PROBLEM TO WORK ON
Look through the material below and return every line that contains "printed".

RECORDS SUPPLIED
//! Collection causes as printed by the JVM.

use serde::{Deserialize, Serialize};

/// Broad grouping of causes used by statistics and diagnosis.
#[derive(Debug, Clone, Copy, PartialEq, Eq, Hash, Serialize, Deserialize)]
#[serde(rename_all = "snake_case")]
pub enum CauseClass {
    Allocation,
    Metaspace,
    Humongous,
    Explicit,
    Heuristic,
    Failure,
    Other,
}

/// Free-form cause string, kept as printed.
#[derive(Debug, Clone, PartialEq, Eq, Hash, PartialOrd, Ord, Serialize, Deserialize)]
#[serde(transparent)]
pub struct GcCause(String);

impl GcCause {
    pub const ALLOCATION_FAILURE: &'static str = "Allocation Failure";
    pub const G1_EVACUATION_PAUSE: &'static str = "G1 Evacuation Pause";
    pub const G1_HUMONGOUS_ALLOCATION: &'static str = "G1 Humongous Allocation";
    pub const METADATA_GC_THRESHOLD: &'static str = "Metadata GC Threshold";
    pub const METADATA_CLEAR_SOFT_REFERENCES: &'static str = "Metadata GC Clear Soft References";
    pub const SYSTEM_GC: &'static str = "System.gc()";
    pub const HEAP_DUMP: &'static str = "Heap Dump Initiated GC";
    pub const HEAP_INSPECTION: &'static str = "Heap Inspection Initiated GC";
    pub const PROMOTION_FAILED: &'static str = "Promotion Failed";
    pub const ERGONOMICS: &'static str = "Ergonomics";
    pub const GC_LOCKER: &'static str = "GCLocker Initiated GC";
    pub const WARMUP: &'static str = "Warmup";
    pub const PROACTIVE: &'static str = "Proactive";
    pub const ALLOCATION_RATE: &'static str = "Allocation Rate";
    pub const ALLOCATION_STALL: &'static str = "Allocation Stall";
    pub const TIMER: &'static str = "Timer";
    pub const HIGH_USAGE: &'static str = "High Usage";

    pub fn new(cause: impl Into<String>) -> Self {
        GcCause(cause.into().trim().to_string())
    }

    pub fn as_str(&self) -> &str {
        &self.0
    }

    pub fn class(&self) -> CauseClass {
        match self.0.as_str() {
            Self::ALLOCATION_FAILURE | Self::G1_EVACUATION_PAUSE | Self::ALLOCATION_RATE => {
                CauseClass::Allocation
            }
            Self::ALLOCATION_STALL => CauseClass::Allocation,
            Self::METADATA_GC_THRESHOLD | Self::METADATA_CLEAR_SOFT_REFERENCES => {
                CauseClass::Metaspace
            }
            Self::G1_HUMONGOUS_ALLOCATION => CauseClass::Humongous,
            Self::SYSTEM_GC | Self::HEAP_DUMP | Self::HEAP_INSPECTION => CauseClass::Explicit,
            Self::ERGONOMICS
            | Self::WARMUP
            | Self::PROACTIVE
            | Self::TIMER
            | Self::HIGH_USAGE
            | Self::GC_LOCKER => CauseClass::Heuristic,
            Self::PROMOTION_FAILED => CauseClass::Failure,
            other if other.contains("Allocation Failure") => CauseClass::Allocation,
            _ => CauseClass::Other,
        }
    }

    pub fn is_metaspace(&self) -> bool {
        self.class() == CauseClass::Metaspace
    }

    pub fn is_explicit(&self) -> bool {
        self.class() == CauseClass::Explicit
    }

    pub fn is_humongous(&self) -> bool {
        self.class() == CauseClass::Humongous
    }
}

impl std::fmt::Display for GcCause {
    fn fmt(&self, f: &mut std::fmt::Formatter<'_>) -> std::fmt::Result {
        f.write_str(&self.0)
    }
}

#[cfg(test)]
mod tests {
    use super::*;

    #[test]
    fn test_classification() {
        assert!(GcCause::new("Metadata GC Threshold").is_metaspace());
        assert!(GcCause::new(" System.gc() ").is_explicit());
        assert!(GcCause::new("G1 Humongous Allocation").is_humongous());
        assert_eq!(GcCause::new("Ergonomics").class(), CauseClass::Heuristic);
        assert_eq!(GcCause::new("CMS Final Remark").class(), CauseClass::Other);
    }
}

EXPECTED ANSWER
//! Collection causes as printed by the JVM.
/// Free-form cause string, kept as printed.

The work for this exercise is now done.